Очень плодотворным было общение с заведующим кафедрой философии доцентом Сергеем Степановичем Киселевым. До его лекций я вообще не подозревал о существовании философии, думал, что это одно из преодоленных марксизмом буржуазных заблуждений. Оказалось – нет. Неформальные беседы с Киселевым были для меня уроками мудрости. Подведя свои личные итоги по окончании института, я поделился с ним, что вот, дескать, вроде бы хорошо учился, а все равно ничего не знаю. «Так и должно быть, – сказал С. С. – Единственное, что дает вуз, – умение самостоятельно черпать знания. А девятнадцать лет – вообще петушиный возраст, все только начинается».

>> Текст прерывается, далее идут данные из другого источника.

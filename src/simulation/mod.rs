// src/simulation/mod.rs

//! Noiseless state-vector simulation of `nearclifford::circuits::Circuit`.
//! The [`Simulator`] doubles as a ready-made [`Executor`] for the circuit
//! generators.

pub(crate) mod engine;

use crate::circuits::Circuit;
use crate::core::{CdrError, QubitId, StateVector};
use crate::executor::Executor;
use crate::observable::Observable;
use engine::SimulationEngine;
use tracing::trace;

/// Runs circuits on an ideal state-vector backend.
#[derive(Debug, Default)]
pub struct Simulator {
    runs: usize,
}

impl Simulator {
    /// Creates a new Simulator with default settings.
    pub fn new() -> Self {
        Self::default()
    }

    /// Number of circuits simulated through [`Executor::evaluate`].
    pub fn runs(&self) -> usize {
        self.runs
    }

    /// Evolves `|0...0>` through the circuit and returns the final state.
    ///
    /// # Returns
    /// * `Ok(StateVector)` over the circuit's qubits in id order.
    /// * `Err(CdrError::Simulation)` for an empty circuit, too many qubits or
    ///   a controlled operation whose control equals its target.
    pub fn run(&self, circuit: &Circuit) -> Result<StateVector, CdrError> {
        let mut engine = SimulationEngine::init(circuit.qubits())?;
        for op in circuit.operations() {
            engine.apply_operation(op)?;
        }
        Ok(engine.into_state())
    }

    /// Expectation value of `observable` on the circuit output, or the
    /// population of `|0...0>` when no observable is given. Fails with
    /// `CdrError::Simulation` if the observable acts on a qubit outside the circuit.
    pub fn expectation(&self, circuit: &Circuit, observable: Option<&Observable>) -> Result<f64, CdrError> {
        if let Some(obs) = observable {
            if let Some(missing) = obs.qubits().difference(circuit.qubits()).next() {
                return Err(CdrError::Simulation {
                    message: format!("Observable acts on {} which is not part of the circuit", missing),
                });
            }
        }
        let state = self.run(circuit)?;
        let value = match observable {
            Some(obs) => {
                let order: Vec<QubitId> = circuit.qubits().iter().copied().collect();
                obs.expectation(&state, &order)
            }
            None => state.probability(0),
        };
        trace!(value, qubits = state.num_qubits(), "simulated circuit");
        Ok(value)
    }
}

impl Executor for Simulator {
    fn evaluate(
        &mut self,
        circuits: &[Circuit],
        observable: Option<&Observable>,
    ) -> Result<Vec<f64>, CdrError> {
        self.runs += circuits.len();
        circuits.iter().map(|c| self.expectation(c, observable)).collect()
    }
}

Забавные воспоминания сохранились о курсе политэкономии. Политэкономию капитализма мы изучали всерьез, по «Капиталу», но когда пришла очередь социализма, стало ясно, что никакой науки там и в помине нет. Свой психологический шок от знакомства с политэкономией социализма хорошо описывает в своих воспоминаниях моя ровесница Т. И. Заславская[2]. Но для меня и моих приятелей (об остальных судить не могу) этот предмет не был профилирующим, «совершенствовать» его мы не собирались и просто повторяли на экзаменах выученный вздор, не придавая ему ни малейшего значения.

Так же было и с историей партии. Как говорил (о богословии) гетевский Мефистофель («Фауста» я читал и многое знал наизусть еще до поступления в институт),

Никаких теоретических споров и последующих идеологических разборок с однокурсниками, подобных тем, о которых рассказывает Заславская, у нас не было. Не столько потому, что для историков этот предмет был второстепенным, или потому, что мои однокурсники были старше и циничнее юной Тани Карповой, сколько потому, что интеллектуальный уровень герценовских студентов 1946/47 годов был значительно ниже, чем студентов МГУ 1948–1950 годов. Это делало нашу жизнь более безопасной, но менее интеллектуально напряженной.

Впрочем, несерьезность экономической теории социализма понимали и преподаватели. На консультации перед экзаменом неглупый майор из какой-то военной академии сказал нам: «Ребята, вы сдаете политэкономию социализма. Обычно студенты по любому вопросу сначала рассказывают, как обстоит дело при капитализме, а потом говорят: “А при социализме все наоборот!” Так вот, для экономии времени, про капитализм вы расскажите молча, про себя, а мне сразу же говорите “наоборот”». Действительно, про социализм было известно только, что здесь все не так: товар – не товар, деньги – не деньги, закон стоимости не действует или действует как-то иначе. И самое интересное, хотя мы об этом не задумывались, это была чистейшая правда, в СССР на самом деле все было «не так». Иногда мы развлекались, задавая преподавателю заведомо глупые провокационные вопросы, например: почему на улицах много нищих?

Видимость научной строгости в гуманитарных предметах создавалась исключительно жесткими формальными определениями и классификациями, без которых все рассыпалось. Многие формулы были священными. До XIX съезда партии «основщики» (преподаватели основ марксизма) задавали, например, такой вопрос: «Как стоґит Советская власть?» Единственно правильным ответом было: «Как утес» (так сказал на каком-то съезде Сталин). А после XIX съезда такой ответ означал бы твердую двойку, потому что «утес» превратился в мировую социалистическую систему. Моему другу А. Давидсону, круглому отличнику, на госэкзамене в 1953 г. попался вопрос «Три источника силы и могущества нашей партии по докладу Маленкова на XIX съезде партии». Он отболтал все как надо, но получил тройку, потому что важна была именно священная троица. В это время я был связан с «Вопросами философии» и спросил кого-то из тех, кто этот доклад сочинял, – естественно, они тоже этого не знали.